◆ Task prompt ◆
Tally up the lines in the following entries where the string "PendingRegistry" appears, and answer with the number alone.

◆ Exercise material ◆
use std::collections::HashMap;
use std::sync::{Mutex, MutexGuard};

use serde::Serialize;
use serde_json::{Map, Value};

use crate::cache::{CacheEntry, EntityKey, EntityKind};
use crate::command::CommandCall;
use crate::id::new_uuid_v7;
use crate::time::now_ms;

#[derive(Debug, Clone, PartialEq)]
pub enum MutationKind {
    /// Merge a canonical delta into an existing entity.
    Update { id: i64, delta: Map<String, Value> },
    Delete { id: i64 },
    /// The id is assigned by the backend, so nothing is applied speculatively.
    Create { draft: Map<String, Value> },
}

#[derive(Debug, Clone, PartialEq)]
pub struct Mutation {
    pub entity: EntityKind,
    pub kind: MutationKind,
    pub command: CommandCall,
}

impl Mutation {
    pub fn update(
        entity: EntityKind,
        id: i64,
        delta: Map<String, Value>,
        command: CommandCall,
    ) -> Self {
        Self {
            entity,
            kind: MutationKind::Update { id, delta },
            command,
        }
    }

    pub fn delete(entity: EntityKind, id: i64, command: CommandCall) -> Self {
        Self {
            entity,
            kind: MutationKind::Delete { id },
            command,
        }
    }

    pub fn create(entity: EntityKind, draft: Map<String, Value>, command: CommandCall) -> Self {
        Self {
            entity,
            kind: MutationKind::Create { draft },
            command,
        }
    }

    /// Key the mutation targets, when the backend has already assigned one.
    pub fn target(&self) -> Option<EntityKey> {
        match &self.kind {
            MutationKind::Update { id, .. } | MutationKind::Delete { id } => {
                Some(EntityKey::new(self.entity, *id))
            }
            MutationKind::Create { .. } => None,
        }
    }

    pub fn delta(&self) -> Map<String, Value> {
        match &self.kind {
            MutationKind::Update { delta, .. } => delta.clone(),
            MutationKind::Create { draft } => draft.clone(),
            MutationKind::Delete { .. } => Map::new(),
        }
    }

    pub fn label(&self) -> &'static str {
        match self.kind {
            MutationKind::Update { .. } => "update",
            MutationKind::Delete { .. } => "delete",
            MutationKind::Create { .. } => "create",
        }
    }
}

#[derive(Debug, Clone, Copy, PartialEq, Eq, Serialize)]
#[serde(rename_all = "snake_case")]
pub enum MutationStatus {
    InFlight,
    Committed,
    RolledBack,
}

/// A mutation between dispatch and settle.
#[derive(Debug, Clone)]
pub struct PendingMutation {
    pub id: String,
    pub entity: EntityKind,
    pub target: Option<EntityKey>,
    pub delta: Map<String, Value>,
    /// Cache entry as it was before the speculative apply; `None` when uncached.
    pub snapshot: Option<CacheEntry>,
    /// The speculative value was laid over schema defaults rather than a backend record.
    pub seeded: bool,
    pub status: MutationStatus,
    pub started_at: i64,
}

impl PendingMutation {
    pub fn begin(mutation: &Mutation, snapshot: Option<CacheEntry>, seeded: bool) -> Self {
        Self {
            id: new_uuid_v7(),
            entity: mutation.entity,
            target: mutation.target(),
            delta: mutation.delta(),
            snapshot,
            seeded,
            status: MutationStatus::InFlight,
            started_at: now_ms(),
        }
    }
}

/// Mutations currently in flight, keyed by their id. Entries leave once settled.
#[derive(Default)]
pub struct PendingRegistry {
    inner: Mutex<HashMap<String, PendingMutation>>,
}

impl PendingRegistry {
    pub fn new() -> Self {
        Self::default()
    }

    fn lock(&self) -> MutexGuard<'_, HashMap<String, PendingMutation>> {
        self.inner.lock().unwrap_or_else(|e| e.into_inner())
    }

    pub fn insert(&self, pending: PendingMutation) {
        self.lock().insert(pending.id.clone(), pending);
    }

    /// Remove a pending mutation, stamping its final status.
    pub fn settle(&self, id: &str, status: MutationStatus) -> Option<PendingMutation> {
        self.lock().remove(id).map(|mut pending| {
            pending.status = status;
            pending
        })
    }

    pub fn for_key(&self, key: &EntityKey) -> Vec<PendingMutation> {
        let mut found: Vec<PendingMutation> = self
            .lock()
            .values()
            .filter(|pending| pending.target.as_ref() == Some(key))
            .cloned()
            .collect();
        found.sort_by(|a, b| a.id.cmp(&b.id));
        found
    }

    pub fn all(&self) -> Vec<PendingMutation> {
        let mut found: Vec<PendingMutation> = self.lock().values().cloned().collect();
        found.sort_by(|a, b| a.id.cmp(&b.id));
        found
    }

    pub fn len(&self) -> usize {
        self.lock().len()
    }

    pub fn is_empty(&self) -> bool {
        self.len() == 0
    }

    pub fn clear(&self) {
        self.lock().clear();
    }
}

#[cfg(test)]
mod tests {
    use super::*;
    use serde_json::json;

    fn rename(id: i64, name: &str) -> Mutation {
        let delta = json!({ "householdName": name });
        Mutation::update(
            EntityKind::Household,
            id,
            delta.as_object().cloned().unwrap_or_default(),
            CommandCall::new("update_household").arg("id", id),
        )
    }

    #[test]
    fn create_has_no_target() {
        let create = Mutation::create(
            EntityKind::Household,
            Map::new(),
            CommandCall::new("create_household"),
        );
        assert_eq!(create.target(), None);
        assert_eq!(create.label(), "create");
        assert_eq!(
            rename(7, "x").target(),
            Some(EntityKey::new(EntityKind::Household, 7))
        );
    }

    #[test]
    fn registry_tracks_in_flight_mutations_per_key() {
        let registry = PendingRegistry::new();
        let first = PendingMutation::begin(&rename(7, "a"), None, false);
        let second = PendingMutation::begin(&rename(7, "b"), None, false);
        let other = PendingMutation::begin(&rename(8, "c"), None, false);
        let first_id = first.id.clone();
        registry.insert(first);
        registry.insert(second);
        registry.insert(other);

        let key = EntityKey::new(EntityKind::Household, 7);
        assert_eq!(registry.for_key(&key).len(), 2);
        assert_eq!(registry.len(), 3);

        let settled = registry
            .settle(&first_id, MutationStatus::Committed)
            .expect("pending present");
        assert_eq!(settled.status, MutationStatus::Committed);
        assert_eq!(registry.for_key(&key).len(), 1);
        assert!(registry.settle(&first_id, MutationStatus::Committed).is_none());
    }
}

◆ Reply ◆
3